_Try it_
Each line of the records that holds "pool" should be shown in full.

Top of Data

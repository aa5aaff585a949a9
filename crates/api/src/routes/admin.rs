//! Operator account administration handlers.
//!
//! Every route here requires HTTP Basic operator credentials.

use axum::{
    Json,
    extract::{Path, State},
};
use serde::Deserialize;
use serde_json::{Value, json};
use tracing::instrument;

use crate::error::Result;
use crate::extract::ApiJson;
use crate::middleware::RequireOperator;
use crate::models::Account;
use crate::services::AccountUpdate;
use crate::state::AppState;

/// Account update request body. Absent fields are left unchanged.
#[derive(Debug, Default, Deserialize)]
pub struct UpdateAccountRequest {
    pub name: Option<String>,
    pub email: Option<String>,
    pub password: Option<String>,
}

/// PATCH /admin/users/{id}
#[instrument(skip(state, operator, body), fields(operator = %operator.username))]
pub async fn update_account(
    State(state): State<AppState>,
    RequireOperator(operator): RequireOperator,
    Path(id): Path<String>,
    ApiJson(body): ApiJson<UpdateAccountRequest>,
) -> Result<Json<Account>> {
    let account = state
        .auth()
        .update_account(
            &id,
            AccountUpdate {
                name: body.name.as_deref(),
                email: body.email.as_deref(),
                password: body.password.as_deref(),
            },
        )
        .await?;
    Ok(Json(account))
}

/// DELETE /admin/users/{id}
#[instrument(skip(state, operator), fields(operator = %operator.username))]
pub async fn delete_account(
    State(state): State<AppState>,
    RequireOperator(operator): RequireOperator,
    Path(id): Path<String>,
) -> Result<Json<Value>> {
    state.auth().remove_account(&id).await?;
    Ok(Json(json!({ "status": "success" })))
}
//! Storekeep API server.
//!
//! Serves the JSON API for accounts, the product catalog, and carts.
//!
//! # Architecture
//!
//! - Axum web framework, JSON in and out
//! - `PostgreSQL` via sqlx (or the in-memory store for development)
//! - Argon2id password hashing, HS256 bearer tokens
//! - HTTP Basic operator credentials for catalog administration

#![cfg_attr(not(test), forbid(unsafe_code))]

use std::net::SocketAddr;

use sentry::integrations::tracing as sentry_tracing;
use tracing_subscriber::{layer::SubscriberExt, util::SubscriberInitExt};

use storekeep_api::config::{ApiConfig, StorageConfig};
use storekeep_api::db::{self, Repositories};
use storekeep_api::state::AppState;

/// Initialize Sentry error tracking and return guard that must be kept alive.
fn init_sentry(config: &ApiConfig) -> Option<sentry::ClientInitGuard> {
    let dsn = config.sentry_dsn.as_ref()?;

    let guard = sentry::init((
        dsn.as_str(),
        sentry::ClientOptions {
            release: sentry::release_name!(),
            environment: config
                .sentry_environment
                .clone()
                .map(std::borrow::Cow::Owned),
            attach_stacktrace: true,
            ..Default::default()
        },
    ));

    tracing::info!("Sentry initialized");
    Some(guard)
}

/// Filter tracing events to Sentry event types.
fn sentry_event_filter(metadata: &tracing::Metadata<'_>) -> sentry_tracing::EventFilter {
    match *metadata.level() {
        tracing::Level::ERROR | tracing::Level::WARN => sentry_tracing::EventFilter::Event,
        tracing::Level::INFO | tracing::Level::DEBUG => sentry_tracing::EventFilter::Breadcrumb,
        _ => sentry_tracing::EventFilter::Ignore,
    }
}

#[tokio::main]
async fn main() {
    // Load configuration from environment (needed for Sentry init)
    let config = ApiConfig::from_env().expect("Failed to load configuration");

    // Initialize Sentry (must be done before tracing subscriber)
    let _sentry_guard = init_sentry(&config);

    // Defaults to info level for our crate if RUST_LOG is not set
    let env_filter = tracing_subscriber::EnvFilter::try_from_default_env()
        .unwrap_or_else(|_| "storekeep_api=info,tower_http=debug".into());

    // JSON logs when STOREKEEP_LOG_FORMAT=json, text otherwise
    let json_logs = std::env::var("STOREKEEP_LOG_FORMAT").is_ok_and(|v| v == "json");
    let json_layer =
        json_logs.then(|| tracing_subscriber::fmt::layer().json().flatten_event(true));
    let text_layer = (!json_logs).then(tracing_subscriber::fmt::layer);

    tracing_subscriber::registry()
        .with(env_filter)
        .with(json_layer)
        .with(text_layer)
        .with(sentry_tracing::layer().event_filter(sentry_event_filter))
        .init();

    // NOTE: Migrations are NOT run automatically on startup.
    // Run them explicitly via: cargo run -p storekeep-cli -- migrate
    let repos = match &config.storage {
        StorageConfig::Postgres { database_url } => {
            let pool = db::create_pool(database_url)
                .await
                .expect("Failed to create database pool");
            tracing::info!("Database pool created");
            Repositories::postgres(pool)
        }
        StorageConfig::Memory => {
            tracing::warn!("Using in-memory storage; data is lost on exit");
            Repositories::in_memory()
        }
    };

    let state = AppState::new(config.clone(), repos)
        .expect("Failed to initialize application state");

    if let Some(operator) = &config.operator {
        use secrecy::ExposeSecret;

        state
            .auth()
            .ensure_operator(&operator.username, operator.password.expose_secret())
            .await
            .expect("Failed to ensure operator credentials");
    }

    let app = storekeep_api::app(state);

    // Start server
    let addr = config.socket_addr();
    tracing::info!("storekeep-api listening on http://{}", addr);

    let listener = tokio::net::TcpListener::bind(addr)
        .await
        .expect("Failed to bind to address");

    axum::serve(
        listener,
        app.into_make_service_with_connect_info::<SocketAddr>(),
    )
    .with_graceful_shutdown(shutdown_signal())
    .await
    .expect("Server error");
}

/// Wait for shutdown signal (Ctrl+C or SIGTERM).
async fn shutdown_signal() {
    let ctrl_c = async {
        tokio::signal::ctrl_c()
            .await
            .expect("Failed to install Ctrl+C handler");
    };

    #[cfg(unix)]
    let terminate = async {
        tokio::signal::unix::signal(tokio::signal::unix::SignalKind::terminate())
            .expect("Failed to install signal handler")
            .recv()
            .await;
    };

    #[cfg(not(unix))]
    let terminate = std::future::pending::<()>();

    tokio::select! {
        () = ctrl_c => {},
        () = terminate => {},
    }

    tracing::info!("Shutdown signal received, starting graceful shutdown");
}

Bottom of Data
Top of Data

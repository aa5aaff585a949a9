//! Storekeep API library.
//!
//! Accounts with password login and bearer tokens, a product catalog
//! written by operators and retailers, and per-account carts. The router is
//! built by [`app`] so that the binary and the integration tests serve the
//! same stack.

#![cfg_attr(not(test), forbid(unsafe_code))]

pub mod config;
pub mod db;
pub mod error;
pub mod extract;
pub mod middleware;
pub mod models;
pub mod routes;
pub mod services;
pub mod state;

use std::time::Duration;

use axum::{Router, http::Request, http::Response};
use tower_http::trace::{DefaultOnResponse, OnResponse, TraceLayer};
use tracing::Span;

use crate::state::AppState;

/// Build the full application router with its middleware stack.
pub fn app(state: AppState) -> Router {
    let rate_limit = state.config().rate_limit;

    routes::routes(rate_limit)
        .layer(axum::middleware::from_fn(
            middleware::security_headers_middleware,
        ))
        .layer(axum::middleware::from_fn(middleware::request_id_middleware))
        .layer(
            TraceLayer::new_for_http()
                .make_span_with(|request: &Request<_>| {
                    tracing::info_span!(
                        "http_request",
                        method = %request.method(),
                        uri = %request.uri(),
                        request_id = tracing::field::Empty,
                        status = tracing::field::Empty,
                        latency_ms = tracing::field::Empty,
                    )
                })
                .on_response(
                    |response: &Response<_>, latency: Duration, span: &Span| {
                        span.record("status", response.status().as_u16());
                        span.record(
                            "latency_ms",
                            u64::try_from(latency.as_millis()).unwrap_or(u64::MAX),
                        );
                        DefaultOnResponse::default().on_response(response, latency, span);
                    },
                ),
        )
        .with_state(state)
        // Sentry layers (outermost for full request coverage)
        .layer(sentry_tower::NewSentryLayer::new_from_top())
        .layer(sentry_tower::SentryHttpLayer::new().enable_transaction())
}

Bottom of Data

_Your response_
            let pool = db::create_pool(database_url)
                .expect("Failed to create database pool");
            tracing::info!("Database pool created");
            Repositories::postgres(pool)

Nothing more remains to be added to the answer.